Perhaps the greatest miracle was that in this age of mobility all three of our offspring, including their partners and our grandchildren, lived in the same city we did. New York was beguiling, but the prospect of passing months without the joy of meeting Katharine for an impromptu coffee, sitting in on Lydia’s Tuesday meditation class, or answering a casual phone call from Rob on his way home from work. That was altogether a different litter of kittens.

Either way, I wasn’t about to give up on Bono. And when I was honest with myself, Monique was his best and, realistically, last chance. The following morning, Saturday, I slid into my silver shoes and dashed across the road to the flower shop. The manager always seemed surprised when someone wanted to actually buy his blooms. It was as if he’d put them out for decorative purposes only. His tubs of daffodils beamed golden optimism. They looked luckier than tulips. I took two bunches home and stuffed them in the vase beside the fireplace.

Bono watched bemused while I mopped the floor, and sprinkled lavender oil inside the Bunker.
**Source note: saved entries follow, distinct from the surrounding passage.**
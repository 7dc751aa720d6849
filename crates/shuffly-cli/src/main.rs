use anyhow::Result;
use clap::Parser;
use shuffly_cli::cli::Cli;
use shuffly_cli::commands;
use shuffly_cli::config::ShufflyConfig;
use tracing::debug;

fn main() -> Result<()> {
    tracing_subscriber::fmt()
        .with_env_filter(
            tracing_subscriber::EnvFilter::try_from_default_env()
                .unwrap_or_else(|_| "info".into()),
        )
        .with_writer(std::io::stderr)
        .init();

    let cli = Cli::parse();
    let config = ShufflyConfig::load(cli.config.as_deref())?.with_overrides(cli.state, cli.seed);
    debug!(
        state = %config.state_path.display(),
        seed = ?config.seed,
        "Configuration loaded"
    );

    let output = commands::run(&cli.command, &config)?;
    if !output.is_empty() {
        println!("{output}");
    }
    Ok(())
}
//! Order, role, hint and export text.

use crate::groups::GroupLayout;
use crate::history::{Category, RoundHistory};
use crate::roles::RoleAssignment;

/// `1. Ann` style numbered list
pub fn format_order(order: &[String]) -> String {
    order
        .iter()
        .enumerate()
        .map(|(i, name)| format!("{}. {}", i + 1, name))
        .collect::<Vec<_>>()
        .join("\n")
}

/// `Ann: Lead` per line; members without a role keep the trailing colon
pub fn format_roles(assignments: &[RoleAssignment]) -> String {
    assignments
        .iter()
        .map(RoleAssignment::to_string)
        .collect::<Vec<_>>()
        .join("\n")
}

/// Hint for a category with nothing to show
pub const NOT_RUN: &str = "Not run yet";

/// Position of `category`'s cursor, e.g. `Round 2/3`
pub fn round_hint(history: &RoundHistory, category: Category) -> String {
    match history.position_label(category) {
        Some(label) => format!("Round {}", label),
        None => NOT_RUN.to_string(),
    }
}

/// Roster size line
pub fn member_count_text(members: usize) -> String {
    match members {
        0 => "Members: none".to_string(),
        n => format!("Members: {}", n),
    }
}

/// Members-per-group line for the layout
pub fn size_hint_text(layout: &GroupLayout, members: usize) -> String {
    if members == 0 {
        return "Per group: -".to_string();
    }
    match layout.size_hint(members) {
        (min, max) if min == max => format!("Per group: {}", min),
        (min, max) => format!("Per group: {}-{}", min, max),
    }
}

/// Plain-text export of the three views
pub fn export_text(groups: &str, order: &str, roles: &str) -> String {
    format!(
        "Groups:\n{}\n\nOrder:\n{}\n\nRoles:\n{}",
        groups, order, roles
    )
}

#[cfg(test)]
mod tests {
    use super::*;
    use crate::history::OrderRound;

    #[test]
    fn test_order_and_roles_text() {
        assert_eq!(
            format_order(&["Ben".to_string(), "Ann".to_string()]),
            "1. Ben\n2. Ann"
        );
        let roles = vec![
            RoleAssignment::new("Ann", Some("Lead".into())),
            RoleAssignment::new("Ben", None),
        ];
        assert_eq!(format_roles(&roles), "Ann: Lead\nBen: ");
        assert_eq!(format_order(&[]), "");
    }

    #[test]
    fn test_round_hint() {
        let mut history = RoundHistory::new();
        assert_eq!(round_hint(&history, Category::Order), "Not run yet");
        history.record(OrderRound {
            order: vec!["A".into()],
        });
        history.record(OrderRound {
            order: vec!["A".into()],
        });
        history.back(Category::Order);
        assert_eq!(round_hint(&history, Category::Order), "Round 1/2");
    }

    #[test]
    fn test_size_hint_text() {
        let layout = GroupLayout::with_count(3);
        assert_eq!(size_hint_text(&layout, 0), "Per group: -");
        assert_eq!(size_hint_text(&layout, 9), "Per group: 3");
        assert_eq!(size_hint_text(&layout, 10), "Per group: 3-4");
        assert_eq!(member_count_text(0), "Members: none");
        assert_eq!(member_count_text(10), "Members: 10");
    }

    #[test]
    fn test_export_sections() {
        let text = export_text("A: Ann", "1. Ann", "Ann: Lead");
        assert_eq!(
            text,
            "Groups:\nA: Ann\n\nOrder:\n1. Ann\n\nRoles:\nAnn: Lead"
        );
    }
}
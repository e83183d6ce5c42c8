use std::net::IpAddr;
use std::time::Duration;

use crate::addr::{AddrInfo, Family, Protocol, SockAddr, SockType};
use crate::error;

use super::resolve::{query_channel, Outcome, QueryType, RawRecord, Resolve};

/// Resolves `host` into address records, blocking until done.
///
/// One query is issued per family in the plan: the requested family alone, or
/// for [`Family::Unspec`] an IPv4 query with an IPv6 fallback taken only when
/// IPv4 produced nothing. The backend delivers each query's records and its
/// terminal status through a channel, and this function parks on that channel,
/// so the backend's writes are ordered before the records are read.
///
/// An error status is surfaced only when the whole call collected zero
/// records; a family that failed while the other answered is not an error.
pub(crate) fn lookup(
    backend: &dyn Resolve,
    host: &str,
    port: u16,
    family: Family,
    timeout: Option<Duration>,
) -> crate::Result<Vec<AddrInfo>> {
    let plan: &[QueryType] = match family {
        Family::V4 => &[QueryType::A],
        Family::V6 => &[QueryType::Aaaa],
        Family::Unspec => &[QueryType::A, QueryType::Aaaa],
    };

    let mut out = Vec::new();
    let mut status = 0;

    for &qtype in plan {
        let (sink, events) = query_channel();
        backend.query(host, qtype, timeout, sink)?;
        let (records, outcome) = events.wait();
        log::trace!("dns {qtype:?} query for {host:?}: {outcome:?}");

        status = match outcome {
            Outcome::AllDone => 0,
            Outcome::Failed(code) => code,
        };
        out.extend(records.into_iter().map(|record| addr_info(record, port)));

        if !out.is_empty() {
            break;
        }
    }

    if status != 0 && out.is_empty() {
        return Err(error::resolve(status));
    }
    Ok(out)
}

fn addr_info(record: RawRecord, port: u16) -> AddrInfo {
    let (family, addr) = match record.ip {
        IpAddr::V4(ip) => (Family::V4, SockAddr::v4(ip.to_string(), port)),
        IpAddr::V6(ip) => (
            Family::V6,
            SockAddr::v6(ip.to_string(), port, record.scope_id),
        ),
    };
    AddrInfo {
        family,
        socktype: SockType::Stream,
        protocol: Protocol::Tcp,
        canonical_name: String::new(),
        addr,
    }
}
“You’ve got to be on your best behavior,” I said, straightening the nest of papers beside my laptop. “No hiding, okay?”

Desperate to impress, I went into the bathroom and applied a second layer of powder to my nose. An anxious face peered back at me through the gloomy mirror. I ran a comb through my hair, inserted a pair of confident earrings, and applied a circle of lipstick.

We’d been let down before. Even if Monique showed up, she was probably just curious. What could possibly be in this for her? Jon’s words echoed inside my head—only a saint would give Bono a home.

The door buzzed ten minutes early. To my horror, my housemate shot straight under the bed.